Patients with Medicare were 5.08 times more likely than patients with private insurance, and 2.81 times more likely than patients with Medicaid, to face a financial barrier to obtaining varenicline and combination nicotine replacement therapy.
Medicare coverage of varenicline and combination nicotine replacement therapy (CNRT), the most effective smoking cessation medications, is considerably worse than Medicaid or private insurance coverage, according to a study published in Public Health in Practice.
Based on public health research, reducing out-of-pocket smoking cessation costs promotes more quit attempts and higher quit rates overall.
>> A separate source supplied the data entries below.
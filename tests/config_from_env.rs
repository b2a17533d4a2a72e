use std::fs;
use std::path::PathBuf;

use univ3_deposit_planner::math::tick_spacing::RangeRounding;
use univ3_deposit_planner::{DepositPlanner, PlannerConfig};

fn env_file(name: &str, body: &str) -> PathBuf {
    let path = std::env::temp_dir().join(format!("{}-{}.env", name, std::process::id()));
    fs::write(&path, body).unwrap();
    path
}

#[test]
fn loads_planner_settings_from_env_file() {
    let path = env_file(
        "dai-weth-planner",
        "TICK_SPACING=60\n\
         TOKEN0_DECIMALS=18\n\
         TOKEN1_DECIMALS=18\n\
         RANGE_ROUNDING=upward\n\
         SLIPPAGE_PPM=20000\n",
    );

    let config = PlannerConfig::from_env_file(&path).unwrap();
    fs::remove_file(&path).ok();
    println!("Loaded config: {:?}", config);

    assert_eq!(config.tick_spacing, 60);
    assert_eq!((config.decimals0, config.decimals1), (18, 18));
    assert_eq!(config.range_rounding, RangeRounding::Upward);
    assert_eq!(config.slippage_ppm, 20_000);
    assert_eq!((config.lower_price_ratio, config.upper_price_ratio), (0.7, 1.3));

    let planner = DepositPlanner::new(config).unwrap();
    let range = planner.select_range(-76_012).unwrap();
    assert_eq!((range.tick_lower, range.tick_upper), (-79_560, -73_380));
}

#[test]
fn missing_env_file_is_an_error() {
    let path = std::env::temp_dir().join("no-such-planner-settings.env");
    let err = PlannerConfig::from_env_file(&path).unwrap_err();
    assert!(err.to_string().contains("no-such-planner-settings.env"), "{}", err);
}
Consequently, the researchers explained that the Affordable Care Act (ACA) required most private insurers to impose no cost sharing for the US Preventive Services Task Force “Grade A” preventive services, which includes all 7 FDA-approved smoking cessation medications.
The ACA also required Medicaid to provide smoking cessation medication coverage, but there are no restrictions on cost sharing. Because Medicaid is managed by state government agencies, policies vary state by state, but most provide smoking cessation medications with a low co-payment of $5 or less.
On the other hand, Medicare Part D does not cover over-the-counter (OTC) products, including smoking cessation products. Similarly, Medicare Part C does not typically cover OTC medications. Although varenicline is covered by both Medicare parts since it is a prescription drug, patients have to pay as much as $469 per month for co-pays.
Despite the coverage disparities, there are little to no data comparing the differences in access to varenicline and CNRT that patients with Medicare, Medicaid, or private insurance face. Because of this, the researchers aimed to “characterize patients’ ability to obtain prescribed varenicline or CNRT across 3 general categories – Medicare, Medicaid, and private.”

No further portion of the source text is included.